%%

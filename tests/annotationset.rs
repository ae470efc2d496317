use pampac::*;

mod common;

use common::*;

#[test]
fn add_and_iterate_in_order() -> Result<(), PampacError> {
    let mut doc = Document::new("abcdefgh");
    let set = doc.annset_mut("");
    set.add(3, 5, "X", None)?;
    set.add(0, 4, "X", None)?;
    set.add(0, 2, "Y", None)?;
    set.add(3, 3, "Y", None)?;
    assert_eq!(set.len(), 4);
    assert_eq!(spans(set), vec![(0, 4), (0, 2), (3, 5), (3, 3)]);
    assert_eq!(set.type_names(), vec!["X", "Y"]);
    assert_eq!(set.span(), Some(Span::new(0, 5)?));
    Ok(())
}

#[test]
fn ties_are_ordered_by_id() -> Result<(), PampacError> {
    let mut doc = Document::new("abcdefgh");
    let set = doc.annset_mut("");
    let a = set.add(2, 6, "A", None)?;
    let b = set.add(2, 3, "B", None)?;
    let ids: Vec<usize> = set.iter().map(|a| a.id()).collect();
    assert_eq!(ids, vec![a.id(), b.id()]);
    Ok(())
}

#[test]
fn invalid_spans() -> Result<(), PampacError> {
    let mut doc = Document::new("abc");
    let set = doc.annset_mut("");
    assert!(matches!(
        set.add(2, 1, "X", None),
        Err(PampacError::InvalidSpan(2, 1, 3, _))
    ));
    assert!(matches!(
        set.add(1, 4, "X", None),
        Err(PampacError::InvalidSpan(1, 4, 3, _))
    ));
    assert!(set.add(3, 3, "X", None).is_ok());
    Ok(())
}

#[test]
fn get_and_remove() -> Result<(), PampacError> {
    let mut doc = Document::new("abcdef");
    let set = doc.annset_mut("");
    let a = set.add(0, 2, "X", None)?;
    set.add(2, 4, "X", None)?;
    assert_eq!(set.get(a.handle())?.span(), Span::new(0, 2)?);
    let removed = set.remove(a.handle())?;
    assert_eq!(removed.handle(), a.handle());
    assert_eq!(set.len(), 1);
    assert!(matches!(set.get(a.handle()), Err(PampacError::NotFound(..))));
    assert!(matches!(set.remove(a.handle()), Err(PampacError::NotFound(..))));
    assert_eq!(set.by_type("X").len(), 1);
    assert!(set.overlapping(&Span::new(0, 1)?, true).is_empty());
    Ok(())
}

#[test]
fn within_boundary() -> Result<(), PampacError> {
    let mut doc = Document::new("abcdef");
    let set = doc.annset_mut("");
    let outer = set.add(0, 4, "A", None)?;
    set.add(1, 2, "B", None)?;
    set.add(3, 4, "B", None)?;
    set.add(3, 6, "C", None)?;
    assert_eq!(spans(&set.within(&outer, false)), vec![(1, 2), (3, 4)]);
    assert_eq!(spans(&set.within(&outer, true)), vec![(0, 4), (1, 2), (3, 4)]);
    // a raw span has no identity, so nothing is excluded
    assert_eq!(spans(&set.within(&Span::new(0, 4)?, false)), vec![(0, 4), (1, 2), (3, 4)]);
    Ok(())
}

#[test]
fn relational_queries() -> Result<(), PampacError> {
    let mut doc = Document::new("0123456789");
    let set = doc.annset_mut("");
    set.add(0, 2, "A", None)?;
    set.add(2, 5, "A", None)?;
    set.add(3, 4, "A", None)?;
    set.add(4, 4, "A", None)?;
    set.add(5, 9, "A", None)?;
    let q = Span::new(2, 5)?;
    assert_eq!(spans(&set.overlapping(&q, true)), vec![(2, 5), (3, 4), (4, 4)]);
    assert_eq!(spans(&set.covering(&Span::new(3, 4)?, true)), vec![(2, 5), (3, 4)]);
    assert_eq!(spans(&set.coextensive(&q, true)), vec![(2, 5)]);
    assert_eq!(spans(&set.before(&q, false)), vec![(0, 2)]);
    assert_eq!(spans(&set.before(&q, true)), vec![(0, 2)]);
    assert_eq!(spans(&set.after(&q, true)), vec![(5, 9)]);
    assert_eq!(spans(&set.after(&Span::new(0, 2)?, false)), vec![(2, 5), (3, 4), (4, 4), (5, 9)]);
    assert_eq!(spans(&set.startingat(4)), vec![(4, 4)]);
    assert_eq!(spans(&set.start_ge(4)), vec![(4, 4), (5, 9)]);
    assert_eq!(
        spans(&set.related(SpanRelation::EndsAt, &Span::new(1, 4)?, true)),
        vec![(3, 4), (4, 4)]
    );
    Ok(())
}

#[test]
fn empty_set_queries() -> Result<(), PampacError> {
    let mut doc = Document::new("abc");
    let set = doc.annset_mut("");
    assert!(set.within(&Span::new(0, 3)?, true).is_empty());
    assert!(set.first().is_none());
    assert!(set.span().is_none());
    Ok(())
}

#[test]
fn query_results_share_annotations() -> Result<(), PampacError> {
    let mut doc = Document::new("abcdef");
    let set = doc.annset_mut("");
    let a = set.add(0, 2, "X", None)?;
    set.add(2, 4, "Y", None)?;
    let mut result = set.by_type("X");
    assert!(result.is_detached());
    assert_eq!(result.origin(), Some(""));
    // features are shared
    result.get(a.handle())?.set_feature("seen", true);
    assert_eq!(set.get(a.handle())?.feature("seen"), Some(FeatureValue::Bool(true)));
    // membership is not
    result.remove(a.handle())?;
    assert!(result.is_empty());
    assert!(set.contains(a.handle()));
    Ok(())
}

#[test]
fn type_filters() -> Result<(), PampacError> {
    let doc = setup_example_2()?;
    let set = doc.annset("")?;
    assert_eq!(set.by_type("Number").len(), 4);
    assert_eq!(set.by_type("Month").len(), 2);
    assert!(set.by_type("Person").is_empty());
    let dates = set.by_types(&["Number", "Month"]);
    assert_eq!(spans(&dates), vec![(3, 4), (5, 10), (11, 15), (32, 34), (35, 38), (39, 43)]);
    let months: Vec<String> = set
        .by_type("Month")
        .iter()
        .map(|a| doc.text_of(a).map(|s| s.to_string()))
        .collect::<Result<_, _>>()?;
    assert_eq!(months, vec!["March", "May"]);
    Ok(())
}

#[test]
fn features_on_annotations() -> Result<(), PampacError> {
    let doc = setup_example_1()?;
    let set = doc.annset("")?;
    let world = set.last().ok_or(PampacError::NotFound("world".into(), "test"))?;
    assert_eq!(world.feature("string"), Some("world".into()));
    assert!(world.test(Some("Token"), &[("string".into(), FeatureOperator::equals("world"))]));
    assert!(!world.test(Some("Word"), &[]));
    world.update_features(Features::from([("len".to_string(), FeatureValue::from(5))]));
    assert_eq!(world.features().len(), 2);
    world.replace_features(Features::new());
    assert!(!world.has_feature("string"));
    Ok(())
}

#[test]
fn set_to_json() -> Result<(), PampacError> {
    let doc = setup_example_1()?;
    let json = serde_json::to_value(doc.annset("")?)
        .map_err(|e| PampacError::SerializationError(e.to_string()))?;
    assert_eq!(json[0]["type"], "Token");
    assert_eq!(json[1]["start"], 6);
    assert_eq!(json[1]["features"]["string"], "world");
    Ok(())
}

%%

The answer must consist of every entry, set down exactly as given.

◆ **Solution to the problem**:
filename tests/annotationset.rs
repository ae470efc2d496317
use pampac::*;

mod common;

use common::*;

#[test]
fn add_and_iterate_in_order() -> Result<(), PampacError> {
    let mut doc = Document::new("abcdefgh");
    let set = doc.annset_mut("");
    set.add(3, 5, "X", None)?;
    set.add(0, 4, "X", None)?;
    set.add(0, 2, "Y", None)?;
    set.add(3, 3, "Y", None)?;
    assert_eq!(set.len(), 4);
    assert_eq!(spans(set), vec![(0, 4), (0, 2), (3, 5), (3, 3)]);
    assert_eq!(set.type_names(), vec!["X", "Y"]);
    assert_eq!(set.span(), Some(Span::new(0, 5)?));
    Ok(())
}

#[test]
fn ties_are_ordered_by_id() -> Result<(), PampacError> {
    let mut doc = Document::new("abcdefgh");
    let set = doc.annset_mut("");
    let a = set.add(2, 6, "A", None)?;
    let b = set.add(2, 3, "B", None)?;
    let ids: Vec<usize> = set.iter().map(|a| a.id()).collect();
    assert_eq!(ids, vec![a.id(), b.id()]);
    Ok(())
}

#[test]
fn invalid_spans() -> Result<(), PampacError> {
    let mut doc = Document::new("abc");
    let set = doc.annset_mut("");
    assert!(matches!(
        set.add(2, 1, "X", None),
        Err(PampacError::InvalidSpan(2, 1, 3, _))
    ));
    assert!(matches!(
        set.add(1, 4, "X", None),
        Err(PampacError::InvalidSpan(1, 4, 3, _))
    ));
    assert!(set.add(3, 3, "X", None).is_ok());
    Ok(())
}

#[test]
fn get_and_remove() -> Result<(), PampacError> {
    let mut doc = Document::new("abcdef");
    let set = doc.annset_mut("");
    let a = set.add(0, 2, "X", None)?;
    set.add(2, 4, "X", None)?;
    assert_eq!(set.get(a.handle())?.span(), Span::new(0, 2)?);
    let removed = set.remove(a.handle())?;
    assert_eq!(removed.handle(), a.handle());
    assert_eq!(set.len(), 1);
    assert!(matches!(set.get(a.handle()), Err(PampacError::NotFound(..))));
    assert!(matches!(set.remove(a.handle()), Err(PampacError::NotFound(..))));
    assert_eq!(set.by_type("X").len(), 1);
    assert!(set.overlapping(&Span::new(0, 1)?, true).is_empty());
    Ok(())
}

#[test]
fn within_boundary() -> Result<(), PampacError> {
    let mut doc = Document::new("abcdef");
    let set = doc.annset_mut("");
    let outer = set.add(0, 4, "A", None)?;
    set.add(1, 2, "B", None)?;
    set.add(3, 4, "B", None)?;
    set.add(3, 6, "C", None)?;
    assert_eq!(spans(&set.within(&outer, false)), vec![(1, 2), (3, 4)]);
    assert_eq!(spans(&set.within(&outer, true)), vec![(0, 4), (1, 2), (3, 4)]);
    // a raw span has no identity, so nothing is excluded
    assert_eq!(spans(&set.within(&Span::new(0, 4)?, false)), vec![(0, 4), (1, 2), (3, 4)]);
    Ok(())
}

#[test]
fn relational_queries() -> Result<(), PampacError> {
    let mut doc = Document::new("0123456789");
    let set = doc.annset_mut("");
    set.add(0, 2, "A", None)?;
    set.add(2, 5, "A", None)?;
    set.add(3, 4, "A", None)?;
    set.add(4, 4, "A", None)?;
    set.add(5, 9, "A", None)?;
    let q = Span::new(2, 5)?;
    assert_eq!(spans(&set.overlapping(&q, true)), vec![(2, 5), (3, 4), (4, 4)]);
    assert_eq!(spans(&set.covering(&Span::new(3, 4)?, true)), vec![(2, 5), (3, 4)]);
    assert_eq!(spans(&set.coextensive(&q, true)), vec![(2, 5)]);
    assert_eq!(spans(&set.before(&q, false)), vec![(0, 2)]);
    assert_eq!(spans(&set.before(&q, true)), vec![(0, 2)]);
    assert_eq!(spans(&set.after(&q, true)), vec![(5, 9)]);
    assert_eq!(spans(&set.after(&Span::new(0, 2)?, false)), vec![(2, 5), (3, 4), (4, 4), (5, 9)]);
    assert_eq!(spans(&set.startingat(4)), vec![(4, 4)]);
    assert_eq!(spans(&set.start_ge(4)), vec![(4, 4), (5, 9)]);
    assert_eq!(
        spans(&set.related(SpanRelation::EndsAt, &Span::new(1, 4)?, true)),
        vec![(3, 4), (4, 4)]
    );
    Ok(())
}

#[test]
fn empty_set_queries() -> Result<(), PampacError> {
    let mut doc = Document::new("abc");
    let set = doc.annset_mut("");
    assert!(set.within(&Span::new(0, 3)?, true).is_empty());
    assert!(set.first().is_none());
    assert!(set.span().is_none());
    Ok(())
}

#[test]
fn query_results_share_annotations() -> Result<(), PampacError> {
    let mut doc = Document::new("abcdef");
    let set = doc.annset_mut("");
    let a = set.add(0, 2, "X", None)?;
    set.add(2, 4, "Y", None)?;
    let mut result = set.by_type("X");
    assert!(result.is_detached());
    assert_eq!(result.origin(), Some(""));
    // features are shared
    result.get(a.handle())?.set_feature("seen", true);
    assert_eq!(set.get(a.handle())?.feature("seen"), Some(FeatureValue::Bool(true)));
    // membership is not
    result.remove(a.handle())?;
    assert!(result.is_empty());
    assert!(set.contains(a.handle()));
    Ok(())
}

#[test]
fn type_filters() -> Result<(), PampacError> {
    let doc = setup_example_2()?;
    let set = doc.annset("")?;
    assert_eq!(set.by_type("Number").len(), 4);
    assert_eq!(set.by_type("Month").len(), 2);
    assert!(set.by_type("Person").is_empty());
    let dates = set.by_types(&["Number", "Month"]);
    assert_eq!(spans(&dates), vec![(3, 4), (5, 10), (11, 15), (32, 34), (35, 38), (39, 43)]);
    let months: Vec<String> = set
        .by_type("Month")
        .iter()
        .map(|a| doc.text_of(a).map(|s| s.to_string()))
        .collect::<Result<_, _>>()?;
    assert_eq!(months, vec!["March", "May"]);
    Ok(())
}

#[test]
fn features_on_annotations() -> Result<(), PampacError> {
    let doc = setup_example_1()?;
    let set = doc.annset("")?;
    let world = set.last().ok_or(PampacError::NotFound("world".into(), "test"))?;
    assert_eq!(world.feature("string"), Some("world".into()));
    assert!(world.test(Some("Token"), &[("string".into(), FeatureOperator::equals("world"))]));
    assert!(!world.test(Some("Word"), &[]));
    world.update_features(Features::from([("len".to_string(), FeatureValue::from(5))]));
    assert_eq!(world.features().len(), 2);
    world.replace_features(Features::new());
    assert!(!world.has_feature("string"));
    Ok(())
}

#[test]
fn set_to_json() -> Result<(), PampacError> {
    let doc = setup_example_1()?;
    let json = serde_json::to_value(doc.annset("")?)
        .map_err(|e| PampacError::SerializationError(e.to_string()))?;
    assert_eq!(json[0]["type"], "Token");
    assert_eq!(json[1]["start"], 6);
    assert_eq!(json[1]["features"]["string"], "world");
    Ok(())
}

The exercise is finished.